Segment Open

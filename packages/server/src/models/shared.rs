use serde::{Deserialize, Serialize};

use crate::error::AppError;

/// Pagination metadata included in list responses.
#[derive(Serialize, Deserialize, Debug, PartialEq, utoipa::ToSchema)]
pub struct Pagination {
    /// Current page number (1-based).
    #[schema(example = 1)]
    pub page: u64,
    /// Number of items per page.
    #[schema(example = 20)]
    pub per_page: u64,
    /// Total number of matching items across all pages.
    #[schema(example = 47)]
    pub total: u64,
    /// Total number of pages.
    #[schema(example = 3)]
    pub total_pages: u64,
}

/// Highest page number a list endpoint will honour.
pub const MAX_PAGE: u64 = 1_000_000;

impl Pagination {
    /// Normalise raw query values: page clamped to 1..=MAX_PAGE, per_page to 1..=100.
    pub fn clamp(page: Option<u64>, per_page: Option<u64>) -> (u64, u64) {
        (
            page.unwrap_or(1).clamp(1, MAX_PAGE),
            per_page.unwrap_or(20).clamp(1, 100),
        )
    }

    /// Rows to skip before `page`.
    pub fn offset(page: u64, per_page: u64) -> u64 {
        page.saturating_sub(1).saturating_mul(per_page)
    }

    pub fn new(page: u64, per_page: u64, total: u64) -> Self {
        Self {
            page,
            per_page,
            total,
            total_pages: total.div_ceil(per_page),
        }
    }
}

/// Escape LIKE wildcard characters in a search string.
pub fn escape_like(s: &str) -> String {
    s.replace('\\', "\\\\")
        .replace('%', "\\%")
        .replace('_', "\\_")
}

/// Validate that a trimmed value has between `min` and `max` characters.
pub fn validate_len(field: &str, value: &str, min: usize, max: usize) -> Result<(), AppError> {
    let len = value.trim().chars().count();
    if len < min || len > max {
        return Err(AppError::Validation(format!(
            "{field} must be {min}-{max} characters"
        )));
    }
    Ok(())
}

/// Validate that `value` is one of `allowed`.
pub fn validate_one_of(field: &str, value: &str, allowed: &[&str]) -> Result<(), AppError> {
    if allowed.contains(&value) {
        return Ok(());
    }
    Err(AppError::Validation(format!(
        "{field} must be one of: {}",
        allowed.join(", ")
    )))
}

/// Indian mobile number: ten digits, the first 6-9.
pub fn is_valid_mobile(s: &str) -> bool {
    let bytes = s.as_bytes();
    bytes.len() == 10
        && matches!(bytes[0], b'6'..=b'9')
        && bytes.iter().all(u8::is_ascii_digit)
}

/// Loose address check: one `@`, non-empty local part, dotted domain, no spaces.
pub fn is_valid_email(s: &str) -> bool {
    if s.len() > 254 || s.chars().any(char::is_whitespace) {
        return false;
    }
    let Some((local, domain)) = s.split_once('@') else {
        return false;
    };
    !local.is_empty()
        && !domain.contains('@')
        && domain
            .split_once('.')
            .is_some_and(|(host, tld)| !host.is_empty() && !tld.is_empty() && !tld.ends_with('.'))
}

pub const ACTIVE: &str = "active";
pub const INACTIVE: &str = "inactive";
pub const ARCHIVED: &str = "archived";
pub mod hash;
pub mod jwt;
pub mod lookup;
pub mod rate_limit;
pub mod result_store;
use axum::Json;
use axum::extract::{Query, State};
use ranking::Scope;
use tracing::instrument;

use crate::error::{AppError, ErrorBody};
use crate::extractors::auth::AuthUser;
use crate::models::leaderboard::*;
use crate::models::shared::Pagination;
use crate::state::AppState;
use crate::utils::lookup::{find_exam_year, find_school};
use crate::utils::result_store::load_records;

#[utoipa::path(
    get,
    path = "/global",
    tag = "Leaderboards",
    operation_id = "globalToppers",
    summary = "Top candidates of an exam year",
    description = "Top `limit` candidates by total, then mathematics, then science. Candidates tied with the last place are included. `rank_global` is computed over the whole exam year even when `group` filters the list. Requires `leaderboard:view` permission.",
    params(GlobalToppersQuery),
    responses(
        (status = 200, description = "Toppers, empty when no results exist", body = ToppersResponse),
        (status = 400, description = "Validation error (VALIDATION_ERROR)", body = ErrorBody),
        (status = 401, description = "Unauthorized (TOKEN_MISSING, TOKEN_INVALID)", body = ErrorBody),
        (status = 403, description = "Forbidden (PERMISSION_DENIED)", body = ErrorBody),
        (status = 404, description = "Exam year not found (NOT_FOUND)", body = ErrorBody),
    ),
    security(("jwt" = [])),
)]
#[instrument(skip(state, auth_user, query), fields(exam_year_id = query.exam_year_id))]
pub async fn global_toppers(
    auth_user: AuthUser,
    State(state): State<AppState>,
    Query(query): Query<GlobalToppersQuery>,
) -> Result<Json<ToppersResponse>, AppError> {
    auth_user.require_permission("leaderboard:view")?;
    let group = parse_optional_group(query.group.as_deref())?;
    let limit = resolve_limit(query.limit)?;
    let exam_year = find_exam_year(&state.db, query.exam_year_id).await?;

    let records = load_records(&state.db, exam_year.id, None).await?;
    let toppers = ranking::global_toppers(&records, group, limit);

    Ok(Json(ToppersResponse {
        exam_year_id: exam_year.id,
        group,
        toppers,
    }))
}

#[utoipa::path(
    get,
    path = "/school",
    tag = "Leaderboards",
    operation_id = "schoolToppers",
    summary = "Top candidates of one school",
    description = "Top `limit` candidates of a school, ties at the cutoff included. `rank_school` is computed among that school's candidates only. Requires `leaderboard:view` permission.",
    params(SchoolToppersQuery),
    responses(
        (status = 200, description = "Toppers, empty when the school has no results", body = ToppersResponse),
        (status = 400, description = "Validation error (VALIDATION_ERROR)", body = ErrorBody),
        (status = 401, description = "Unauthorized (TOKEN_MISSING, TOKEN_INVALID)", body = ErrorBody),
        (status = 403, description = "Forbidden (PERMISSION_DENIED)", body = ErrorBody),
        (status = 404, description = "Exam year or school not found (NOT_FOUND)", body = ErrorBody),
    ),
    security(("jwt" = [])),
)]
#[instrument(skip(state, auth_user, query), fields(exam_year_id = query.exam_year_id, school_id = query.school_id))]
pub async fn school_toppers(
    auth_user: AuthUser,
    State(state): State<AppState>,
    Query(query): Query<SchoolToppersQuery>,
) -> Result<Json<ToppersResponse>, AppError> {
    auth_user.require_permission("leaderboard:view")?;
    let group = parse_optional_group(query.group.as_deref())?;
    let limit = resolve_limit(query.limit)?;
    let exam_year = find_exam_year(&state.db, query.exam_year_id).await?;
    let school = find_school(&state.db, query.school_id).await?;

    let records = load_records(&state.db, exam_year.id, Some(school.id)).await?;
    let toppers = ranking::school_toppers(&records, school.id, group, limit);

    Ok(Json(ToppersResponse {
        exam_year_id: exam_year.id,
        group,
        toppers,
    }))
}

#[utoipa::path(
    get,
    path = "/full",
    tag = "Leaderboards",
    operation_id = "fullLeaderboard",
    summary = "Full ranked leaderboard",
    description = "Every result of the exam year (or of one group, or of one school) in leaderboard order with PASS/FAIL status. Ranks are assigned before pagination so they do not restart per page. `group` and `school_id` are mutually exclusive. Requires `leaderboard:view` permission.",
    params(FullLeaderboardQuery),
    responses(
        (status = 200, description = "Leaderboard page", body = FullLeaderboardResponse),
        (status = 400, description = "Validation error (VALIDATION_ERROR)", body = ErrorBody),
        (status = 401, description = "Unauthorized (TOKEN_MISSING, TOKEN_INVALID)", body = ErrorBody),
        (status = 403, description = "Forbidden (PERMISSION_DENIED)", body = ErrorBody),
        (status = 404, description = "Exam year or school not found (NOT_FOUND)", body = ErrorBody),
    ),
    security(("jwt" = [])),
)]
#[instrument(skip(state, auth_user, query), fields(exam_year_id = query.exam_year_id))]
pub async fn full_leaderboard(
    auth_user: AuthUser,
    State(state): State<AppState>,
    Query(query): Query<FullLeaderboardQuery>,
) -> Result<Json<FullLeaderboardResponse>, AppError> {
    auth_user.require_permission("leaderboard:view")?;
    let group = parse_optional_group(query.group.as_deref())?;
    let (page, per_page) = Pagination::clamp(query.page, query.per_page);
    let exam_year = find_exam_year(&state.db, query.exam_year_id).await?;

    let (scope, school_filter) = match (group, query.school_id) {
        (Some(_), Some(_)) => {
            return Err(AppError::Validation(
                "group and school_id cannot be combined".into(),
            ));
        }
        (Some(group), None) => (Scope::Group(group), None),
        (None, Some(school_id)) => {
            let school = find_school(&state.db, school_id).await?;
            (Scope::School(school.id), Some(school.id))
        }
        (None, None) => (Scope::Global, None),
    };

    let records = load_records(&state.db, exam_year.id, school_filter).await?;
    let entries = ranking::leaderboard(&records, scope);

    let total = entries.len() as u64;
    let data = entries
        .into_iter()
        .skip(usize::try_from(Pagination::offset(page, per_page)).unwrap_or(usize::MAX))
        .take(per_page as usize)
        .collect();

    Ok(Json(FullLeaderboardResponse {
        exam_year_id: exam_year.id,
        data,
        pagination: Pagination::new(page, per_page, total),
    }))
}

Segment Closed

▶ [Exercise aim]:
Where the records above contain a line with "-> Result<Json<FullLeaderboardResponse>, AppError>", repeat that line and each later line through the end, exactly, and nothing more.

▶ [Task answer]:
) -> Result<Json<FullLeaderboardResponse>, AppError> {
    auth_user.require_permission("leaderboard:view")?;
    let group = parse_optional_group(query.group.as_deref())?;
    let (page, per_page) = Pagination::clamp(query.page, query.per_page);
    let exam_year = find_exam_year(&state.db, query.exam_year_id).await?;

    let (scope, school_filter) = match (group, query.school_id) {
        (Some(_), Some(_)) => {
            return Err(AppError::Validation(
                "group and school_id cannot be combined".into(),
            ));
        }
        (Some(group), None) => (Scope::Group(group), None),
        (None, Some(school_id)) => {
            let school = find_school(&state.db, school_id).await?;
            (Scope::School(school.id), Some(school.id))
        }
        (None, None) => (Scope::Global, None),
    };

    let records = load_records(&state.db, exam_year.id, school_filter).await?;
    let entries = ranking::leaderboard(&records, scope);

    let total = entries.len() as u64;
    let data = entries
        .into_iter()
        .skip(usize::try_from(Pagination::offset(page, per_page)).unwrap_or(usize::MAX))
        .take(per_page as usize)
        .collect();

    Ok(Json(FullLeaderboardResponse {
        exam_year_id: exam_year.id,
        data,
        pagination: Pagination::new(page, per_page, total),
    }))
}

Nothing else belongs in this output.